Forms of contraception other than COCs also impact acne (Table 3). Depo-Provera® and the older progesterone-only pills Micronor® and Movisse™ contain first generation progestins, medroxyprogesterone acetate and norethindrone, respectively. These can cause or exacerbate acne. The new and highly effective progesterone-only birth control pill Slynd® is a fourth generation synthetic progesterone, drospirenone, at a dose equivalent to 25 mg of spironolactone.20 While there are no studies investigating the effect of Slynd® on acne, based on the pathophysiology of drospirenone, this contraceptive option has promise as a treatment option for acne-prone women, in particular for those who require contraception without estrogen or are breastfeeding. Hormonal intrauterine devices (IUDs) contain the second generation progestin levonorgestrel without estrogen, and may cause or exacerbate acne.21,22 The contraceptive vaginal ring and patch containing third generation progestins may reduce acne. The newer contraceptive device, Nexplanon®, contains a third generation progestin etonogestrel without estrogen. The effect of Nexplanon® implant on acne has yet to be determined. There is a promising retrospective claims-based analysis that looked at new incident acne encounters among women starting COC compared with various other forms of contraception. This showed increased risk of clinical encounters for acne with both copper and levonorgestrel IUDs and decreased risk of incident clinical encounters for acne with the etonogestrel implant.23 More data is required on this topic.

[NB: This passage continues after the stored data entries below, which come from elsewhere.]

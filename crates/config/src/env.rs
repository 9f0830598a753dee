//! Environment-derived service configuration.
//!
//! `.env` files are honored via dotenvy; real environment variables win.

use std::time::Duration;

use secrecy::SecretString;

use crate::error::{Error, Result};

/// Default scheduler worker count.
pub const DEFAULT_SCHEDULER_WORKERS: usize = 3;
/// Default scheduler poll interval.
pub const DEFAULT_POLL_INTERVAL: Duration = Duration::from_secs(5);
/// Default LLM request timeout.
pub const DEFAULT_LLM_REQUEST_TIMEOUT: Duration = Duration::from_secs(180);
/// Default outbound request timeout (fetches, webhook posts).
pub const DEFAULT_REQUEST_TIMEOUT: Duration = Duration::from_secs(60);
/// Age after which a `running` job is considered abandoned.
pub const DEFAULT_STALE_JOB_AGE: Duration = Duration::from_secs(30 * 60);
/// Default retention window for the cleanup loop.
pub const DEFAULT_CLEANUP_INTERVAL: Duration = Duration::from_secs(60 * 60);

/// Everything the binary reads from the environment.
#[derive(Debug, Clone)]
pub struct ServiceConfig {
    pub port: u16,
    pub database_url: String,
    pub base_url: Option<String>,
    pub log_level: String,
    pub log_format: String,
    /// Issuer URL for externally-signed JWTs; `None` disables that path.
    pub clerk_issuer_url: Option<String>,
    /// 64-char hex key for webhook-secret encryption at rest.
    pub encryption_key: Option<SecretString>,
    /// Base URL of the bucket holding `config/*.json` overlay documents.
    pub blocklist_bucket: Option<String>,
    pub cleanup_enabled: bool,
    pub cleanup_interval: Duration,
    pub cors_origins: Vec<String>,
    pub scheduler_workers: usize,
    pub poll_interval: Duration,
    /// Quiet period before scale-to-zero shutdown; `None` disables.
    pub idle_timeout: Option<Duration>,
    pub llm_request_timeout: Duration,
    pub request_timeout: Duration,
    pub stale_job_age: Duration,
    /// Endpoint of the dynamic (browser) rendering service, if deployed.
    pub render_service_url: Option<String>,
}

impl ServiceConfig {
    /// Read configuration from the process environment.
    pub fn from_env() -> Result<Self> {
        // Missing .env is the normal production case.
        let _ = dotenvy::dotenv();
        Self::from_lookup(|name| std::env::var(name).ok())
    }

    /// Build configuration from an arbitrary variable lookup.
    ///
    /// The indirection keeps tests off the (process-global) environment.
    pub fn from_lookup(lookup: impl Fn(&str) -> Option<String>) -> Result<Self> {
        let env = Env(&lookup);

        Ok(Self {
            port: env.parse("PORT")?.unwrap_or(8080),
            database_url: env
                .get("DATABASE_URL")
                .unwrap_or_else(|| "sqlite://quarry.db?mode=rwc".into()),
            base_url: env.get("BASE_URL"),
            log_level: env.get("LOG_LEVEL").unwrap_or_else(|| "info".into()),
            log_format: env.get("LOG_FORMAT").unwrap_or_else(|| "text".into()),
            clerk_issuer_url: env.get("CLERK_ISSUER_URL"),
            encryption_key: env.encryption_key()?,
            blocklist_bucket: env.get("BLOCKLIST_BUCKET"),
            cleanup_enabled: env.flag("CLEANUP_ENABLED"),
            cleanup_interval: env
                .secs("CLEANUP_INTERVAL")?
                .unwrap_or(DEFAULT_CLEANUP_INTERVAL),
            cors_origins: env
                .get("CORS_ORIGINS")
                .map(|v| {
                    v.split(',')
                        .map(|s| s.trim().to_string())
                        .filter(|s| !s.is_empty())
                        .collect()
                })
                .unwrap_or_default(),
            scheduler_workers: env
                .parse("SCHEDULER_WORKERS")?
                .unwrap_or(DEFAULT_SCHEDULER_WORKERS),
            poll_interval: env
                .secs("SCHEDULER_POLL_INTERVAL")?
                .unwrap_or(DEFAULT_POLL_INTERVAL),
            idle_timeout: env.secs("IDLE_TIMEOUT")?.filter(|d| !d.is_zero()),
            llm_request_timeout: env
                .secs("LLM_REQUEST_TIMEOUT")?
                .unwrap_or(DEFAULT_LLM_REQUEST_TIMEOUT),
            request_timeout: env.secs("REQUEST_TIMEOUT")?.unwrap_or(DEFAULT_REQUEST_TIMEOUT),
            stale_job_age: env.secs("STALE_JOB_AGE")?.unwrap_or(DEFAULT_STALE_JOB_AGE),
            render_service_url: env.get("RENDER_SERVICE_URL"),
        })
    }
}

struct Env<'a>(&'a dyn Fn(&str) -> Option<String>);

impl Env<'_> {
    fn get(&self, name: &str) -> Option<String> {
        (self.0)(name).filter(|v| !v.is_empty())
    }

    fn parse<T: std::str::FromStr>(&self, name: &str) -> Result<Option<T>>
    where
        T::Err: std::fmt::Display,
    {
        self.get(name)
            .map(|v| {
                v.parse::<T>()
                    .map_err(|e| Error::invalid_env(name, e.to_string()))
            })
            .transpose()
    }

    fn flag(&self, name: &str) -> bool {
        self.get(name)
            .map(|v| matches!(v.to_ascii_lowercase().as_str(), "1" | "true" | "yes" | "on"))
            .unwrap_or(false)
    }

    fn secs(&self, name: &str) -> Result<Option<Duration>> {
        Ok(self.parse::<u64>(name)?.map(Duration::from_secs))
    }

    fn encryption_key(&self) -> Result<Option<SecretString>> {
        let Some(hex) = self.get("ENCRYPTION_KEY") else {
            return Ok(None);
        };
        if hex.len() != 64 || !hex.bytes().all(|b| b.is_ascii_hexdigit()) {
            return Err(Error::invalid_env(
                "ENCRYPTION_KEY",
                "expected 64 hex chars (32 bytes)",
            ));
        }
        Ok(Some(SecretString::new(hex)))
    }
}

#[allow(clippy::unwrap_used)]
#[cfg(test)]
mod tests {
    use std::collections::HashMap;

    use super::*;

    fn lookup(vars: &[(&str, &str)]) -> impl Fn(&str) -> Option<String> {
        let map: HashMap<String, String> = vars
            .iter()
            .map(|(k, v)| (k.to_string(), v.to_string()))
            .collect();
        move |name| map.get(name).cloned()
    }

    #[test]
    fn defaults_apply_when_unset() {
        let cfg = ServiceConfig::from_lookup(lookup(&[])).unwrap();
        assert_eq!(cfg.port, 8080);
        assert_eq!(cfg.scheduler_workers, 3);
        assert_eq!(cfg.poll_interval, Duration::from_secs(5));
        assert_eq!(cfg.llm_request_timeout, Duration::from_secs(180));
        assert!(cfg.idle_timeout.is_none());
        assert!(!cfg.cleanup_enabled);
    }

    #[test]
    fn overrides_win() {
        let cfg = ServiceConfig::from_lookup(lookup(&[
            ("PORT", "9090"),
            ("CORS_ORIGINS", "https://a.dev, https://b.dev"),
            ("IDLE_TIMEOUT", "120"),
            ("CLEANUP_ENABLED", "true"),
        ]))
        .unwrap();
        assert_eq!(cfg.port, 9090);
        assert_eq!(cfg.cors_origins, vec!["https://a.dev", "https://b.dev"]);
        assert_eq!(cfg.idle_timeout, Some(Duration::from_secs(120)));
        assert!(cfg.cleanup_enabled);
    }

    #[test]
    fn idle_timeout_zero_disables() {
        let cfg = ServiceConfig::from_lookup(lookup(&[("IDLE_TIMEOUT", "0")])).unwrap();
        assert!(cfg.idle_timeout.is_none());
    }

    #[test]
    fn bad_port_is_an_error() {
        assert!(ServiceConfig::from_lookup(lookup(&[("PORT", "not-a-port")])).is_err());
    }

    #[test]
    fn encryption_key_must_be_32_byte_hex() {
        assert!(ServiceConfig::from_lookup(lookup(&[("ENCRYPTION_KEY", "zz")])).is_err());
        let good = "ab".repeat(32);
        let cfg =
            ServiceConfig::from_lookup(lookup(&[("ENCRYPTION_KEY", good.as_str())])).unwrap();
        assert!(cfg.encryption_key.is_some());
    }
}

Interestingly, there are hormonal treatments prescribed for menopausal symptoms which contain first generation progestin and may cause acne; this should be considered in post-menopausal women presenting with acne (Table 1).

Adult Female Acne: Managing the Hormones - image

Spironolactone, an antagonist of the androgen receptor and aldosterone, is effectively used off-label for treatment of acne in females at doses typically between 50-200 mg daily.24 Like COCs, spironolactone is very slow to show effect. Spironolactone is contraindicated in pregnancy but safe during lactation.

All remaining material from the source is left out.